Investors Willing to Sell Their Facebook Shares After Data Scandal

Many image conscious investment firms are selling or rethinking their Facebook Inc. shares as they grow discontent with the firm’s way of strengthening personal data protection and online safety after several scandals surfaced about the improper management of user’s information by Facebook.

Backing out from the world’s largest social media network is surely the strongest response from investors to apprehensions about Facebook’s treatment of user data.

Cambridge Analytica, the now shut down political data firm whose service was used by Donald Trump during the 2016 US election for ad targeting, were found guilty of harvesting data for 87 million Facebook users and is currently under probe in United States and Europe.

Facebook shares also fell in the first quarter of the year when media organizations began sharing the data breach news widely, and only recovered after founder and CEO Mark Zuckerberg appeared at the US Capitol in April to testify about the scandal. Although he did not answer questions as clearly as many expected and did not support state regulation of his website, therefore raising doubts over his willingness to eradicate its data mining policy.

On May 8, Adam Kanzer, vice president of Domini Funds decided to sell its 111,000 Facebook shares held in the Domini Impact Equity Fund, explaining “Facebook’s problems, we believe are founded on a lack of sufficient attention to consumer privacy and data security, compounded by inadequate governance.”

Prior to that, Calvert Research and Management, an Eaton Vance Corp unit also sold its share of the social media giant due to concerns over the negligence of the Silicon Valley-based company in protecting user data. In a statement released announcing the selling of Facebook shares, it said, “the company clearly violated users’ fundamental right to privacy,” which goes against the company’s investment principal, according to Emma Doner, appointed as Environmental, Social and Governance (ESG) analysts.

Facebook must be bracing themselves, hoping more would not follow suit. Joe Keefe, president of Pax World Funds, claimed that Facebook’s position in investment firms like Pax ESG Beta Dividend Funding will be surely revised after the recent controversies that “may very well affect the company’s scores and its eligibility for continued inclusion in those portfolios.”

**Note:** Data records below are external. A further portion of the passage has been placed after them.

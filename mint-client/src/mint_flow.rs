//! Mint state machine.
//!
//! `Idle -> Preparing -> Submitted -> Confirmed | Errored`, published on a
//! watch channel. Terminal states fall back to `Idle` after
//! [`STATUS_RESET_DELAY`] unless a newer mint has moved the state on.
//! Only one mint runs per flow; a second call while one is in flight is
//! refused before any check or transaction.

use std::fmt;
use std::sync::atomic::{AtomicBool, Ordering};
use std::sync::{Arc, Mutex, PoisonError};
use std::time::Duration;

use allowlist_common::Address;
use alloy_primitives::{B256, U256};
use tokio::sync::watch;

use crate::abi::SaleState;
use crate::config::{MintList, MintingConfig};
use crate::contract::{CollectionSnapshot, MintContract, ReceiptPolling};
use crate::error::{Error, Result};
use crate::wallet::WalletSession;

pub const MIN_MINT_QUANTITY: u32 = 1;
pub const MAX_MINT_QUANTITY: u32 = 10;
pub const STATUS_RESET_DELAY: Duration = Duration::from_secs(5);
pub const MINT_IN_PROGRESS_MESSAGE: &str = "A mint is already in progress.";

/// Per-transaction quantity, always within `[1, 10]`.
#[derive(Debug, Clone, Copy, PartialEq, Eq, PartialOrd, Ord, Hash)]
pub struct MintQuantity(u32);

impl MintQuantity {
    pub fn new(value: i64) -> Self {
        Self(value.clamp(MIN_MINT_QUANTITY as i64, MAX_MINT_QUANTITY as i64) as u32)
    }

    /// Numeric text is floored then clamped; anything else becomes 1.
    pub fn parse(text: &str) -> Self {
        match text.trim().parse::<f64>() {
            Ok(value) if !value.is_nan() => Self(
                value
                    .floor()
                    .clamp(MIN_MINT_QUANTITY as f64, MAX_MINT_QUANTITY as f64) as u32,
            ),
            _ => Self::default(),
        }
    }

    pub fn get(self) -> u32 {
        self.0
    }

    pub fn as_u256(self) -> U256 {
        U256::from(self.0)
    }

    /// Lower to `allowance` when it is smaller; never below 1.
    pub fn limit_to(self, allowance: U256) -> Self {
        if allowance < self.as_u256() {
            let allowance = u32::try_from(allowance).unwrap_or(MIN_MINT_QUANTITY);
            Self(allowance.max(MIN_MINT_QUANTITY))
        } else {
            self
        }
    }
}

impl Default for MintQuantity {
    fn default() -> Self {
        Self(MIN_MINT_QUANTITY)
    }
}

impl fmt::Display for MintQuantity {
    fn fmt(&self, f: &mut fmt::Formatter<'_>) -> fmt::Result {
        write!(f, "{}", self.0)
    }
}

#[derive(Debug, Clone, Copy, PartialEq, Eq, Hash)]
pub enum MintKind {
    Public,
    Whitelist,
    Free,
}

impl fmt::Display for MintKind {
    fn fmt(&self, f: &mut fmt::Formatter<'_>) -> fmt::Result {
        f.write_str(match self {
            MintKind::Public => "public",
            MintKind::Whitelist => "whitelist",
            MintKind::Free => "free",
        })
    }
}

#[derive(Debug, Clone, PartialEq, Eq, Default)]
pub enum MintStatus {
    #[default]
    Idle,
    Preparing(MintKind),
    Submitted { tx_hash: B256 },
    Confirmed { tx_hash: B256 },
    Errored { message: String },
}

impl MintStatus {
    pub fn is_terminal(&self) -> bool {
        matches!(self, MintStatus::Confirmed { .. } | MintStatus::Errored { .. })
    }

    pub fn tx_hash(&self) -> Option<B256> {
        match self {
            MintStatus::Submitted { tx_hash } | MintStatus::Confirmed { tx_hash } => Some(*tx_hash),
            _ => None,
        }
    }
}

impl fmt::Display for MintStatus {
    fn fmt(&self, f: &mut fmt::Formatter<'_>) -> fmt::Result {
        match self {
            MintStatus::Idle => Ok(()),
            MintStatus::Preparing(MintKind::Public) => f.write_str("Preparing mint transaction..."),
            MintStatus::Preparing(MintKind::Whitelist) => f.write_str("Preparing whitelist mint..."),
            MintStatus::Preparing(MintKind::Free) => f.write_str("Submitting free mint..."),
            MintStatus::Submitted { .. } => {
                f.write_str("Transaction submitted. Waiting for confirmation...")
            }
            MintStatus::Confirmed { .. } => f.write_str("Mint confirmed."),
            MintStatus::Errored { message } => write!(f, "Error: {message}"),
        }
    }
}

struct Published {
    status: MintStatus,
    generation: u64,
}

/// Drives one mint at a time and publishes its progress.
pub struct MintFlow {
    contract: MintContract,
    lists: MintingConfig,
    state: Arc<watch::Sender<Published>>,
    reset_delay: Duration,
    polling: ReceiptPolling,
    busy: AtomicBool,
    latest: Mutex<Option<CollectionSnapshot>>,
}

/// Clears the busy flag when the mint that set it finishes.
struct BusyGuard<'a>(&'a AtomicBool);

impl<'a> BusyGuard<'a> {
    fn acquire(flag: &'a AtomicBool) -> Option<Self> {
        flag.compare_exchange(false, true, Ordering::AcqRel, Ordering::Acquire)
            .ok()
            .map(|_| Self(flag))
    }
}

impl Drop for BusyGuard<'_> {
    fn drop(&mut self) {
        self.0.store(false, Ordering::Release);
    }
}

impl MintFlow {
    pub fn new(contract: MintContract, lists: MintingConfig) -> Self {
        let (state, _) = watch::channel(Published {
            status: MintStatus::Idle,
            generation: 0,
        });
        Self {
            contract,
            lists,
            state: Arc::new(state),
            reset_delay: STATUS_RESET_DELAY,
            polling: ReceiptPolling::default(),
            busy: AtomicBool::new(false),
            latest: Mutex::new(None),
        }
    }

    pub fn with_reset_delay(mut self, delay: Duration) -> Self {
        self.reset_delay = delay;
        self
    }

    pub fn with_receipt_polling(mut self, polling: ReceiptPolling) -> Self {
        self.polling = polling;
        self
    }

    pub fn contract(&self) -> &MintContract {
        &self.contract
    }

    pub fn status(&self) -> MintStatus {
        self.state.borrow().status.clone()
    }

    pub fn is_busy(&self) -> bool {
        self.busy.load(Ordering::Acquire)
    }

    /// Last collection state read by [`MintFlow::refresh`].
    pub fn snapshot(&self) -> Option<CollectionSnapshot> {
        self.latest
            .lock()
            .unwrap_or_else(PoisonError::into_inner)
            .clone()
    }

    /// Re-read the collection (and `account`'s stats) and keep the result.
    pub async fn refresh(&self, account: Option<&Address>) -> Result<CollectionSnapshot> {
        let snapshot = self.contract.snapshot(account).await?;
        *self.latest.lock().unwrap_or_else(PoisonError::into_inner) = Some(snapshot.clone());
        Ok(snapshot)
    }

    /// Watch status transitions.
    pub fn subscribe(&self) -> StatusReceiver {
        StatusReceiver(self.state.subscribe())
    }

    fn transition(&self, status: MintStatus) -> u64 {
        tracing::debug!("Mint status -> {:?}", status);
        let mut generation = 0;
        self.state.send_modify(|published| {
            published.generation += 1;
            published.status = status;
            generation = published.generation;
        });
        generation
    }

    fn clear_later(&self, generation: u64) {
        let state = Arc::clone(&self.state);
        let delay = self.reset_delay;
        tokio::spawn(async move {
            tokio::time::sleep(delay).await;
            state.send_if_modified(|published| {
                if published.generation != generation {
                    return false;
                }
                published.generation += 1;
                published.status = MintStatus::Idle;
                true
            });
        });
    }

    /// Pre-flight checks. Returns the quantity to actually send and the proof.
    async fn prepare(
        &self,
        session: &WalletSession,
        kind: MintKind,
        quantity: MintQuantity,
    ) -> Result<(Address, MintQuantity, Vec<[u8; 32]>)> {
        let account = session.account().ok_or(Error::NotConnected)?;
        session.ensure_network()?;

        match kind {
            MintKind::Public => {
                if self.contract.sale_state().await? != SaleState::Public {
                    return Err(Error::Ineligible(
                        "Public mint is not active right now.".to_string(),
                    ));
                }
                Ok((account, quantity, Vec::new()))
            }
            MintKind::Whitelist => {
                if self.contract.sale_state().await? != SaleState::Whitelist {
                    return Err(Error::Ineligible(
                        "Whitelist mint is not active right now.".to_string(),
                    ));
                }
                let proof = self
                    .lists
                    .proof_for(MintList::Whitelist, &account)?
                    .ok_or_else(|| {
                        Error::Ineligible(
                            "Merkle proof missing. Update config/mintingConfig.json for this wallet."
                                .to_string(),
                        )
                    })?;
                Ok((account, quantity, proof))
            }
            MintKind::Free => {
                let proof = self
                    .lists
                    .proof_for(MintList::FreeMint, &account)?
                    .ok_or_else(|| {
                        Error::Ineligible(
                            "Free mint proof missing. Update config/mintingConfig.json for this wallet."
                                .to_string(),
                        )
                    })?;
                let stats = self.contract.wallet_mint_stats(&account).await?;
                if stats.free_mint_allowance.is_zero() {
                    return Err(Error::Ineligible(
                        "You have no free mint allowance left.".to_string(),
                    ));
                }
                Ok((account, quantity.limit_to(stats.free_mint_allowance), proof))
            }
        }
    }

    /// Run a mint end to end. Guard failures leave the status untouched.
    /// A confirmed mint is followed by a [`MintFlow::refresh`].
    pub async fn mint(
        &self,
        session: &WalletSession,
        kind: MintKind,
        quantity: MintQuantity,
    ) -> Result<B256> {
        let Some(_busy) = BusyGuard::acquire(&self.busy) else {
            return Err(Error::Ineligible(MINT_IN_PROGRESS_MESSAGE.to_string()));
        };
        let (account, quantity, proof) = self.prepare(session, kind, quantity).await?;

        self.transition(MintStatus::Preparing(kind));
        tracing::info!("Starting {} mint of {} for {}", kind, quantity, account);

        let result = async {
            let tx_hash = match kind {
                MintKind::Public => self.contract.public_mint(&account, quantity).await?,
                MintKind::Whitelist => {
                    self.contract
                        .whitelist_mint(&account, quantity, &proof)
                        .await?
                }
                MintKind::Free => self.contract.free_mint(&account, quantity, &proof).await?,
            };
            self.transition(MintStatus::Submitted { tx_hash });
            self.contract.wait_for_receipt(tx_hash, self.polling).await?;
            Ok::<_, Error>(tx_hash)
        }
        .await;

        let generation = match &result {
            Ok(tx_hash) => self.transition(MintStatus::Confirmed { tx_hash: *tx_hash }),
            Err(err) => {
                tracing::error!("Minting error: {}", err);
                self.transition(MintStatus::Errored {
                    message: err.user_message(),
                })
            }
        };
        self.clear_later(generation);

        if result.is_ok() {
            if let Err(err) = self.refresh(Some(&account)).await {
                tracing::warn!("Failed to reload contract data after mint: {}", err);
            }
        }
        result
    }
}

/// Receiving end of [`MintFlow::subscribe`].
pub struct StatusReceiver(watch::Receiver<Published>);

impl StatusReceiver {
    pub fn current(&self) -> MintStatus {
        self.0.borrow().status.clone()
    }

    /// Wait for the next transition. `None` once the flow is dropped.
    pub async fn changed(&mut self) -> Option<MintStatus> {
        self.0.changed().await.ok()?;
        Some(self.0.borrow_and_update().status.clone())
    }
}

#[cfg(test)]
mod tests {
    use super::*;

    #[test]
    fn quantity_clamps_to_bounds() {
        assert_eq!(MintQuantity::new(0).get(), 1);
        assert_eq!(MintQuantity::new(-5).get(), 1);
        assert_eq!(MintQuantity::new(7).get(), 7);
        assert_eq!(MintQuantity::new(11).get(), 10);
        assert_eq!(MintQuantity::new(i64::MAX).get(), 10);
    }

    #[test]
    fn quantity_parsing_floors_and_defaults() {
        assert_eq!(MintQuantity::parse("3").get(), 3);
        assert_eq!(MintQuantity::parse(" 4.9 ").get(), 4);
        assert_eq!(MintQuantity::parse("0.5").get(), 1);
        assert_eq!(MintQuantity::parse("25").get(), 10);
        assert_eq!(MintQuantity::parse("abc").get(), 1);
        assert_eq!(MintQuantity::parse("").get(), 1);
        assert_eq!(MintQuantity::parse("NaN").get(), 1);
    }

    #[test]
    fn quantity_respects_free_allowance() {
        let five = MintQuantity::new(5);
        assert_eq!(five.limit_to(U256::from(2u64)).get(), 2);
        assert_eq!(five.limit_to(U256::from(9u64)).get(), 5);
        assert_eq!(five.limit_to(U256::ZERO).get(), 1);
    }

    #[test]
    fn status_text() {
        assert_eq!(MintStatus::Idle.to_string(), "");
        assert_eq!(
            MintStatus::Errored {
                message: "Sale not active".into()
            }
            .to_string(),
            "Error: Sale not active"
        );
        assert!(MintStatus::Confirmed {
            tx_hash: B256::ZERO
        }
        .is_terminal());
        assert!(!MintStatus::Preparing(MintKind::Free).is_terminal());
    }
}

Mark Zuckerberg owns a majority of Facebook’s voting power, but will have to answer investors at its annual meeting on May 31.

ESG funds only own a small percentage of Facebook shares, but their decision to sell their stakes can influence other major investors such as BlackRock Inc and Vanguard Corp to follow the same path, especially since they have been focusing on social issues in the past few years. These socially minded funds must be in a problematic situation since Facebook signed a vow to improve privacy protection in 2011 from the Federal Trade Commission, according to Martin Kremenstein, senior managing director at Nuveen.

However, not every ESG managers are willing to divest their shares in the social media giant. Lauren Compere of Boston Common Asset Management gave its support to the company, citing its strong growth and cash generation as main motives to maintain its association with the company. Additionally, its giving credit to Facebook for stepping up against government requests for users’ information.

Similarly, Julie Goodridge of NorthStar Asset Management, which owns 36,900 Facebook shares, called managers to keep their hold of the company shares but support upcoming proxy resolutions such as the one from her company which aims at giving all shares an equal vote, translating to reducing Zuckerberg’s power in the company.